= Input =

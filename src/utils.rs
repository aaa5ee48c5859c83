//! Utility functions for the HGS-VRPTW crate.

use crate::individual::Individual;
use std::fs::File;
use std::io::Write;
use std::path::Path;
use std::time::Duration;

/// Advance the slice to its next lexicographic permutation. Returns false
/// once the slice holds its final (descending) permutation, leaving it in
/// the first (ascending) one.
pub fn next_permutation<T: Ord>(items: &mut [T]) -> bool {
    if items.len() < 2 {
        return false;
    }

    let mut pivot = items.len() - 1;

    while pivot > 0 && items[pivot - 1] >= items[pivot] {
        pivot -= 1;
    }

    if pivot == 0 {
        items.reverse();
        return false;
    }

    let mut swap = items.len() - 1;

    while items[swap] <= items[pivot - 1] {
        swap -= 1;
    }

    items.swap(pivot - 1, swap);
    items[pivot..].reverse();

    true
}

/// Format a duration as hours, minutes, and seconds.
pub fn format_duration(duration: Duration) -> String {
    let total_seconds = duration.as_secs();
    let hours = total_seconds / 3600;
    let minutes = (total_seconds % 3600) / 60;
    let seconds = total_seconds % 60;

    format!("{}h {:02}m {:02}s", hours, minutes, seconds)
}

/// Save a solution to a file: one `Route #i: ...` line per non-empty
/// route, followed by the total distance.
pub fn save_solution<P: AsRef<Path>>(indiv: &Individual, path: P) -> std::io::Result<()> {
    let mut file = File::create(path)?;
    write!(file, "{}", indiv)
}
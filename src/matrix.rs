//! Square matrix storage for distance and duration data.

use serde::{Deserialize, Serialize};

/// A dense square matrix stored in row-major order.
#[derive(Debug, Clone, PartialEq, Eq, Serialize, Deserialize)]
pub struct Matrix<T> {
    size: usize,
    data: Vec<T>,
}

impl<T: Copy + Default> Matrix<T> {
    /// Create a size x size matrix filled with the default value.
    pub fn new(size: usize) -> Self {
        Matrix {
            size,
            data: vec![T::default(); size * size],
        }
    }

    /// Build a matrix from nested rows. All rows must have length
    /// `rows.len()`.
    pub fn from_rows(rows: &[Vec<T>]) -> Self {
        let size = rows.len();
        let mut matrix = Matrix::new(size);

        for (i, row) in rows.iter().enumerate() {
            for (j, &value) in row.iter().enumerate() {
                matrix.set(i, j, value);
            }
        }

        matrix
    }

    /// The number of rows (equal to the number of columns).
    pub fn size(&self) -> usize {
        self.size
    }

    pub fn get(&self, row: usize, col: usize) -> T {
        self.data[row * self.size + col]
    }

    pub fn set(&mut self, row: usize, col: usize, value: T) {
        self.data[row * self.size + col] = value;
    }
}
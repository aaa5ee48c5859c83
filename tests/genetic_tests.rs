//! Tests for the crossover operator and the full genetic driver.

use hgs_vrptw::config::Config;
use hgs_vrptw::genetic::order_crossover;
use hgs_vrptw::individual::Individual;
use hgs_vrptw::matrix::Matrix;
use hgs_vrptw::problem::{Client, ProblemData};
use hgs_vrptw::HgsAlgorithm;
use rand::{Rng, SeedableRng};
use rand_chacha::ChaCha8Rng;

/// A clustered instance small enough for quick end-to-end runs.
fn create_test_instance(num_clients: usize, num_vehicles: usize, capacity: i64) -> ProblemData {
    let mut rng = ChaCha8Rng::seed_from_u64(12345);
    let mut coords = vec![(0_i64, 0_i64)];
    let mut clients = vec![Client::new(0, 0, 0, 0, 0, 10_000, 0)];

    for _ in 0..num_clients {
        let x = rng.gen_range(-50..=50);
        let y = rng.gen_range(-50..=50);

        coords.push((x, y));
        clients.push(Client::new(x, y, rng.gen_range(1..5), 2, 0, 10_000, 0));
    }

    let n = coords.len();
    let mut dist = Matrix::new(n);

    for i in 0..n {
        for j in 0..n {
            let dx = (coords[i].0 - coords[j].0) as f64;
            let dy = (coords[i].1 - coords[j].1) as f64;
            dist.set(i, j, (dx * dx + dy * dy).sqrt().round() as i64);
        }
    }

    let dur = dist.clone();
    ProblemData::new(clients, num_vehicles, capacity, dist, dur).unwrap()
}

#[test]
fn test_order_crossover_produces_valid_assignment() {
    let data = create_test_instance(10, 3, 100);
    let mut rng = ChaCha8Rng::seed_from_u64(1);

    for _ in 0..20 {
        let parent1 = Individual::random(&data, &mut rng);
        let parent2 = Individual::random(&data, &mut rng);

        let offspring = order_crossover(&parent1, &parent2, &data, &mut rng);

        let mut clients: Vec<usize> = offspring.routes().iter().flatten().copied().collect();
        clients.sort_unstable();
        assert_eq!(clients, (1..=10).collect::<Vec<_>>());
        assert_eq!(offspring.routes().len(), 3);
    }
}

#[test]
fn test_order_crossover_inherits_parent_material() {
    let data = create_test_instance(8, 2, 100);
    let mut rng = ChaCha8Rng::seed_from_u64(2);

    let parent1 = Individual::random(&data, &mut rng);
    let parent2 = Individual::random(&data, &mut rng);
    let offspring = order_crossover(&parent1, &parent2, &data, &mut rng);

    // Every arc in the offspring giant tour appears in at least one
    // parent giant tour or crosses a crossover cut; in particular the
    // offspring is never entirely unrelated to both parents.
    let tour: Vec<usize> = offspring.routes().iter().flatten().copied().collect();
    let parent_tour: Vec<usize> = parent1.routes().iter().flatten().copied().collect();

    let pairs = |tour: &[usize]| -> Vec<(usize, usize)> {
        tour.windows(2).map(|w| (w[0], w[1])).collect()
    };

    let offspring_pairs = pairs(&tour);
    let parent_pairs = [pairs(&parent_tour), {
        let tour2: Vec<usize> = parent2.routes().iter().flatten().copied().collect();
        pairs(&tour2)
    }]
    .concat();

    let inherited = offspring_pairs
        .iter()
        .filter(|&pair| parent_pairs.contains(pair))
        .count();

    assert!(inherited > 0);
}

#[test]
fn test_algorithm_run_improves_over_random_solutions() {
    let data = create_test_instance(12, 4, 30);

    let config = Config::default()
        .with_min_pop_size(8)
        .with_generation_size(8)
        .with_nb_granular(6)
        .with_post_process_path_length(3)
        .with_max_iterations_without_improvement(40);

    let mut algorithm = HgsAlgorithm::new(&data, config).unwrap();
    let mut rng = ChaCha8Rng::seed_from_u64(5);

    let best = algorithm.run(&mut rng).unwrap();

    // The incumbent covers every client exactly once.
    let mut clients: Vec<usize> = best.routes().iter().flatten().copied().collect();
    clients.sort_unstable();
    assert_eq!(clients, (1..=12).collect::<Vec<_>>());

    // And it is no worse than a batch of random solutions.
    let mut sample_rng = ChaCha8Rng::seed_from_u64(6);
    let random_best = (0..50)
        .map(|_| {
            let indiv = Individual::random(&data, &mut sample_rng);
            indiv.distance() + 1_000 * indiv.excess_load() + 1_000 * indiv.time_warp()
        })
        .min()
        .unwrap();

    assert!(best.is_feasible());
    assert!(best.distance() <= random_best);
    assert!(algorithm.iterations > 0);
}

#[test]
fn test_algorithm_run_is_deterministic_per_seed() {
    let data = create_test_instance(10, 3, 30);

    let config = Config::default()
        .with_min_pop_size(5)
        .with_generation_size(5)
        .with_nb_granular(5)
        .with_post_process_path_length(0)
        .with_max_iterations_without_improvement(25);

    let mut first_algorithm = HgsAlgorithm::new(&data, config.clone()).unwrap();
    let mut first_rng = ChaCha8Rng::seed_from_u64(77);
    let first = first_algorithm.run(&mut first_rng).unwrap();

    let mut second_algorithm = HgsAlgorithm::new(&data, config).unwrap();
    let mut second_rng = ChaCha8Rng::seed_from_u64(77);
    let second = second_algorithm.run(&mut second_rng).unwrap();

    assert_eq!(first.routes(), second.routes());
    assert_eq!(first.distance(), second.distance());
    assert_eq!(first_algorithm.iterations, second_algorithm.iterations);
}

= The problem =
Gather all lines from the listing above in which "swap" occurs.

= Result of the exercise =
    let mut swap = items.len() - 1;
    while items[swap] <= items[pivot - 1] {
        swap -= 1;
    items.swap(pivot - 1, swap);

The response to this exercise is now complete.